Ruben Östlund : « J’aime placer mes personnages face à un dilemme »

À Cannes, Ruben Östlund vient tout juste d’être récompensé de sa seconde Palme d’or en cinq ans pour Sans filtre (ou Triangle of Sadness), remise par le jury présidé par Vincent Lindon. J’avais eu l’occasion de le rencontrer en 2017 après cette même récompense pour The Square. Cet entretien a été publié sur un site qui n’est plus hébergé aujourd’hui, voici désormais l’occasion de le retrouver !

Lors de sa venue en France, Ruben Östlund baladait sa Palme d’or sous le bras un peu partout. Dans un sac plastique Carrefour sur le plateau de C à vous, à l’UGC Ciné-Cité Les Halles lors de l’avant-première de son film, The Square… Le réalisateur suédois est ravi de montrer sa récompense au public. Une décision commentée et déformée sur les réseaux sociaux, que certains définissent comme une preuve d’égocentrisme exacerbé.
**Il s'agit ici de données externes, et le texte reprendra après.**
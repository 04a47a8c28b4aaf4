use std::{
    fmt,
    ops::{Add, AddAssign, Neg, Sub, SubAssign},
    str::FromStr,
};

use crate::EngineError;

/// Signed money amount represented as **integer minor units** (centavos).
///
/// Use this type for **all** monetary values in the engine (balances, entry
/// amounts) to avoid floating-point drift across many accumulated entries.
///
/// The value is signed:
/// - positive = credit / increase
/// - negative = debit / decrease
///
/// # Examples
///
/// ```rust
/// use engine::Money;
///
/// let amount = Money::new(2_000_000_00);
/// assert_eq!(amount.minor(), 200_000_000);
/// assert_eq!(amount.to_string(), "$2000000.00");
/// ```
///
/// Parsing from user input (accepts `.` or `,` as decimal separator; rejects
/// more than 2 decimals):
///
/// ```rust
/// use engine::Money;
///
/// assert_eq!("10".parse::<Money>().unwrap().minor(), 1000);
/// assert_eq!("10,5".parse::<Money>().unwrap().minor(), 1050);
/// assert!("12.345".parse::<Money>().is_err());
/// ```
#[derive(Clone, Copy, Debug, Default, PartialEq, Eq, PartialOrd, Ord, Hash)]
#[repr(transparent)]
pub struct Money(i64);

impl Money {
    pub const ZERO: Money = Money(0);

    /// Creates a new amount from integer minor units.
    #[must_use]
    pub const fn new(minor: i64) -> Self {
        Self(minor)
    }

    /// Returns the raw value in minor units.
    #[must_use]
    pub const fn minor(self) -> i64 {
        self.0
    }

    /// Returns `true` if the amount is 0.
    #[must_use]
    pub const fn is_zero(self) -> bool {
        self.0 == 0
    }

    /// Returns `true` if the amount is positive.
    #[must_use]
    pub const fn is_positive(self) -> bool {
        self.0 > 0
    }

    /// Returns `true` if the amount is negative.
    #[must_use]
    pub const fn is_negative(self) -> bool {
        self.0 < 0
    }

    /// Checked addition (returns `None` on overflow).
    #[must_use]
    pub fn checked_add(self, rhs: Money) -> Option<Money> {
        self.0.checked_add(rhs.0).map(Money)
    }

    /// Checked subtraction (returns `None` on overflow).
    #[must_use]
    pub fn checked_sub(self, rhs: Money) -> Option<Money> {
        self.0.checked_sub(rhs.0).map(Money)
    }
}

impl fmt::Display for Money {
    fn fmt(&self, f: &mut fmt::Formatter<'_>) -> fmt::Result {
        let sign = if self.0 < 0 { "-" } else { "" };
        let abs = self.0.unsigned_abs();
        let pesos = abs / 100;
        let centavos = abs % 100;
        write!(f, "{sign}${pesos}.{centavos:02}")
    }
}

impl From<i64> for Money {
    fn from(value: i64) -> Self {
        Self(value)
    }
}

impl From<Money> for i64 {
    fn from(value: Money) -> Self {
        value.0
    }
}

impl Add for Money {
    type Output = Money;

    fn add(self, rhs: Money) -> Self::Output {
        Money(self.0 + rhs.0)
    }
}

impl AddAssign for Money {
    fn add_assign(&mut self, rhs: Money) {
        self.0 += rhs.0;
    }
}

impl Sub for Money {
    type Output = Money;

    fn sub(self, rhs: Money) -> Self::Output {
        Money(self.0 - rhs.0)
    }
}

impl SubAssign for Money {
    fn sub_assign(&mut self, rhs: Money) {
        self.0 -= rhs.0;
    }
}

impl Neg for Money {
    type Output = Money;

    fn neg(self) -> Self::Output {
        Money(-self.0)
    }
}

impl FromStr for Money {
    type Err = EngineError;

    /// Parses a decimal string into minor units.
    ///
    /// Accepts `.` or `,` as decimal separator and an optional leading `+`/`-`.
    ///
    /// Validation rules:
    /// - max 2 fractional digits (rejects `12.345`)
    /// - rejects empty/invalid strings
    fn from_str(s: &str) -> Result<Self, Self::Err> {
        let empty = || EngineError::InvalidAmount("empty amount".to_string());
        let invalid = || EngineError::InvalidAmount("invalid amount".to_string());
        let overflow = || EngineError::InvalidAmount("amount too large".to_string());

        let trimmed = s.trim();
        if trimmed.is_empty() {
            return Err(empty());
        }

        let (sign, rest) = if let Some(stripped) = trimmed.strip_prefix('-') {
            (-1i64, stripped)
        } else if let Some(stripped) = trimmed.strip_prefix('+') {
            (1i64, stripped)
        } else {
            (1i64, trimmed)
        };

        let rest = rest.trim();
        if rest.is_empty() {
            return Err(empty());
        }

        let rest = rest.replace(',', ".");
        let mut parts = rest.split('.');
        let pesos_str = parts.next().ok_or_else(invalid)?;
        let centavos_str = parts.next();

        if parts.next().is_some() {
            return Err(invalid());
        }

        if pesos_str.is_empty() || !pesos_str.chars().all(|c| c.is_ascii_digit()) {
            return Err(invalid());
        }

        let pesos: i64 = pesos_str.parse().map_err(|_| invalid())?;

        let centavos: i64 = match centavos_str {
            None => 0,
            Some("") => 0,
            Some(frac) => {
                if !frac.chars().all(|c| c.is_ascii_digit()) {
                    return Err(invalid());
                }
                match frac.len() {
                    0 => 0,
                    1 => frac.parse::<i64>().map_err(|_| invalid())? * 10,
                    2 => frac.parse::<i64>().map_err(|_| invalid())?,
                    _ => return Err(EngineError::InvalidAmount("too many decimals".to_string())),
                }
            }
        };

        let total = pesos
            .checked_mul(100)
            .and_then(|v| v.checked_add(centavos))
            .ok_or_else(overflow)?;

        let signed = if sign < 0 {
            total.checked_neg().ok_or_else(overflow)?
        } else {
            total
        };

        Ok(Money(signed))
    }
}
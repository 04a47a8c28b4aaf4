pub use accounts::{Account, AccountKind};
pub use currency::Currency;
pub use error::EngineError;
pub use investments::Investment;
pub use ledger::LedgerEntry;
pub use money::Money;
pub use ops::{
    Engine, EngineBuilder, NewInvestmentCmd, NewTransactionCmd, RecalcSummary,
    TransactionListFilter, UpdateTransactionCmd,
};
pub use transactions::{Transaction, TransactionStatus};

mod accounts;
mod currency;
mod error;
mod investments;
mod ledger;
mod money;
mod ops;
mod transactions;
mod util;

type ResultEngine<T> = Result<T, EngineError>;
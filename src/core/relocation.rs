//! Relocation entries as decoded from SHT_REL / SHT_RELA sections.
//!
//! Only the fields needed to derive the PLT and GOT maps are kept.

use serde::{Deserialize, Serialize};

/// A single relocation record.
#[derive(Debug, Clone, Copy, PartialEq, Eq, Hash, Serialize, Deserialize)]
pub struct RelocationEntry {
    /// `r_offset`: the address patched by the loader (a GOT slot for JUMP_SLOT)
    pub offset: u64,
    /// Symbol index into the linked symbol table; `None` for index 0
    pub symbol: Option<usize>,
}

/// One relocation section and its entries in table order.
#[derive(Debug, Clone, Default, PartialEq, Eq, Serialize, Deserialize)]
pub struct RelocationTable {
    /// Index of the SHT_REL / SHT_RELA section
    pub section: usize,
    /// `sh_link`: the symbol table the entries refer to
    pub symbol_table: usize,
    /// `sh_info`: the section the relocations apply to
    pub target: usize,
    pub entries: Vec<RelocationEntry>,
}
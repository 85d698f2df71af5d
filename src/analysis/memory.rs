//! Raw reads and writes by virtual address.
//!
//! Addresses are translated to file offsets through the segment table and
//! the bytes are read from, or written to, the in-memory image buffer. There
//! is no cursor: a read never affects a later operation.
//!
//! Writes are not confined to the segment that maps their start
//! address. A long write can spill into whatever follows in the file; only
//! running off the end of the buffer is rejected.

use tracing::trace;

use super::translate::AddressTranslator;
use crate::core::Endianness;
use crate::error::{ElfError, Result};

/// Read up to `len` bytes at `address`.
///
/// The result is shorter than `len` only where the image buffer ends.
pub fn read_at(
    translator: &AddressTranslator<'_>,
    data: &[u8],
    address: u64,
    len: usize,
) -> Result<Vec<u8>> {
    let offset = translator
        .address_to_offset(address)
        .ok_or(ElfError::AddressNotMapped(address))?;
    let start = usize::try_from(offset).unwrap_or(usize::MAX);
    let bytes = match data.get(start..) {
        Some(tail) => &tail[..len.min(tail.len())],
        None => &[][..],
    };
    trace!(address, offset, requested = len, read = bytes.len(), "Read");
    Ok(bytes.to_vec())
}

/// Write `bytes` at `address`.
///
/// Fails without touching the buffer if the write would pass its end.
pub fn write_at(
    translator: &AddressTranslator<'_>,
    data: &mut [u8],
    address: u64,
    bytes: &[u8],
) -> Result<()> {
    let offset = translator
        .address_to_offset(address)
        .ok_or(ElfError::AddressNotMapped(address))?;
    let size = data.len() as u64;
    let out_of_bounds = || ElfError::WriteOutOfBounds {
        offset,
        len: bytes.len(),
        size,
    };
    let start = usize::try_from(offset).map_err(|_| out_of_bounds())?;
    let end = start.checked_add(bytes.len()).ok_or_else(out_of_bounds)?;
    if end > data.len() {
        return Err(out_of_bounds());
    }
    data[start..end].copy_from_slice(bytes);
    trace!(address, offset, len = bytes.len(), "Wrote");
    Ok(())
}

/// Virtual-address reads and writes over an image.
pub trait MemoryView {
    /// Read up to `len` bytes at `address`.
    fn read_bytes(&self, address: u64, len: usize) -> Result<Vec<u8>>;

    /// Overwrite bytes starting at `address`.
    fn write_bytes(&mut self, address: u64, data: &[u8]) -> Result<()>;

    /// Byte order used by the typed helpers.
    fn endianness(&self) -> Endianness;

    /// Read exactly `N` bytes.
    fn read_array<const N: usize>(&self, address: u64) -> Result<[u8; N]> {
        let bytes = self.read_bytes(address, N)?;
        bytes.as_slice().try_into().map_err(|_| ElfError::ShortRead {
            address,
            wanted: N,
            got: bytes.len(),
        })
    }

    fn read_u8(&self, address: u64) -> Result<u8> {
        Ok(self.read_array::<1>(address)?[0])
    }

    fn read_u16(&self, address: u64) -> Result<u16> {
        let b = self.read_array::<2>(address)?;
        Ok(match self.endianness() {
            Endianness::Little => u16::from_le_bytes(b),
            Endianness::Big => u16::from_be_bytes(b),
        })
    }

    fn read_u32(&self, address: u64) -> Result<u32> {
        let b = self.read_array::<4>(address)?;
        Ok(match self.endianness() {
            Endianness::Little => u32::from_le_bytes(b),
            Endianness::Big => u32::from_be_bytes(b),
        })
    }

    fn read_u64(&self, address: u64) -> Result<u64> {
        let b = self.read_array::<8>(address)?;
        Ok(match self.endianness() {
            Endianness::Little => u64::from_le_bytes(b),
            Endianness::Big => u64::from_be_bytes(b),
        })
    }

    fn write_u32(&mut self, address: u64, value: u32) -> Result<()> {
        let bytes = match self.endianness() {
            Endianness::Little => value.to_le_bytes(),
            Endianness::Big => value.to_be_bytes(),
        };
        self.write_bytes(address, &bytes)
    }

    fn write_u64(&mut self, address: u64, value: u64) -> Result<()> {
        let bytes = match self.endianness() {
            Endianness::Little => value.to_le_bytes(),
            Endianness::Big => value.to_be_bytes(),
        };
        self.write_bytes(address, &bytes)
    }
}
//! Symbol-table entries as decoded from SHT_SYMTAB / SHT_DYNSYM sections.

use serde::{Deserialize, Serialize};

/// A single symbol-table entry.
#[derive(Debug, Clone, PartialEq, Eq, Hash, Serialize, Deserialize)]
pub struct Symbol {
    pub name: String,
    /// `st_value`; zero for undefined and most section symbols
    pub value: u64,
    pub size: u64,
    /// Index of the defining section, if the symbol is defined in one
    pub section: Option<usize>,
}

impl Symbol {
    /// Entries that contribute to the name→address map.
    pub fn has_address(&self) -> bool {
        self.value != 0 && !self.name.is_empty()
    }
}

/// Entries of one symbol-table section, in table order.
#[derive(Debug, Clone, Default, PartialEq, Eq, Serialize, Deserialize)]
pub struct SymbolTable {
    /// Index of the SHT_SYMTAB / SHT_DYNSYM section
    pub section: usize,
    /// Entries indexed by symbol index (entry 0 is the null symbol)
    pub symbols: Vec<Symbol>,
}

impl SymbolTable {
    pub fn get(&self, index: usize) -> Option<&Symbol> {
        self.symbols.get(index)
    }

    pub fn len(&self) -> usize {
        self.symbols.len()
    }

    pub fn is_empty(&self) -> bool {
        self.symbols.is_empty()
    }
}
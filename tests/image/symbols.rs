use crate::common::layout::*;
use crate::common::ElfBuilder;
use elfspace::ElfImage;

#[test]
fn test_plt_follows_relocation_order() {
    let file = ElfBuilder::default().write_temp();
    let image = ElfImage::open(file.path()).unwrap();

    let plt = image.plt();
    assert_eq!(plt.len(), 2);
    assert_eq!(plt["puts"], 0x400000 + PLT_OFFSET);
    assert_eq!(plt["exit"], 0x400000 + PLT_OFFSET + PLT_ALIGN);
}

#[test]
fn test_got_holds_relocation_offsets() {
    let file = ElfBuilder::default().write_temp();
    let image = ElfImage::open(file.path()).unwrap();

    let got = image.got();
    assert_eq!(got.len(), 2);
    assert_eq!(got["puts"], 0x600650);
    assert_eq!(got["exit"], 0x600658);
}

#[test]
fn test_symbols_merge_plt_and_symbol_tables() {
    let file = ElfBuilder::default().write_temp();
    let image = ElfImage::open(file.path()).unwrap();

    let symbols = image.symbols();
    assert_eq!(symbols["main"], 0x400500);
    assert_eq!(symbols["needle"], 0x600610);
    // Undefined dynamic symbols have value 0, so the PLT seed survives.
    assert_eq!(symbols["puts"], image.plt()["puts"]);
    assert_eq!(symbols["exit"], image.plt()["exit"]);
    assert!(!symbols.contains_key(""));
    assert_eq!(symbols.len(), 4);
}

#[test]
fn test_static_image_has_empty_plt_and_got() {
    let file = ElfBuilder::statically_linked().write_temp();
    let image = ElfImage::open(file.path()).unwrap();

    assert!(image.plt().is_empty());
    assert!(image.got().is_empty());
    assert_eq!(image.symbols()["main"], 0x400500);
    assert_eq!(image.symbols().len(), 2);
}

#[test]
fn test_catalog_keeps_relocation_entries() {
    let image = ElfImage::from_bytes(ElfBuilder::default().build()).unwrap();
    let catalog = image.catalog();
    let plt = catalog.section_by_name(".plt").unwrap();
    let table = catalog.relocations_for(plt.index).unwrap();
    assert_eq!(table.entries.len(), 2);
    assert_eq!(table.entries[0].offset, 0x600650);
    assert_eq!(table.entries[0].symbol, Some(1));
    assert_eq!(table.entries[1].symbol, Some(2));
}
Östlund nous est pourtant apparu d’une très grande simplicité lorsque nous l’avons rencontré cette semaine dans un hôtel parisien. Depuis quasiment deux semaines, il multiplie les interviews, les présentations de séance et les débats. Il accepte même de rencontrer des blogueurs. Égocentrique, vraiment ?

Vouliez-vous vraiment laisser votre Palme dans la salle de l’UGC ?

Bien sûr ! Je pensais que c’était une très belle idée de laisser cette récompense dans la salle au cours du film, pour montrer que je fais confiance au public. À Toronto, Los Angeles, New York et dans d’autres villes, je laissais mon portefeuille et mon téléphone au sol ! À Pompidou, comme il y avait trois salles de projection, j’ai laissé mon portefeuille dans l’une, mon téléphone dans l’autre, et enfin, la Palme.

Et concernant cette nouvelle affiche française, qui est une imitation d’un tableau de Magritte, était-ce une idée de votre distributeur (BAC Films, ndlr.) ou la vôtre ?

Après Cannes, on a réalisé que c’était une manière assez intrigante pour le public de s’attacher au film. On l’a utilisée en Suède, et une très grande partie des distributeurs l’a reprise depuis à travers le monde.

Qu’est-ce qui vous a donné envie d’explorer le monde de l’art et non les coulisses du cinéma, par exemple ?

Toute l’idée du film tournait autour du fait de construire un espace symbolique, qui changerait le contrat social qui nous lit tous, notre attitude dans les espaces publics et dans les villes. Nous avons été invités à une exposition à ce sujet et c’est naturellement devenu l’idée. J’avais déjà commencé à écrire mon scénario avant de recevoir l’invitation à cette exposition, et l’art était déjà le thème central du film à cette époque. Ce qui a suivi ensuite m’a servi de période de recherche pour approfondir mon script.

Lorsque vous présentiez votre film à Paris, vous parliez d’enfants qui se volent les uns les autres et se maltraitent, c’était le sujet de l’un de vos précédents films, Play ?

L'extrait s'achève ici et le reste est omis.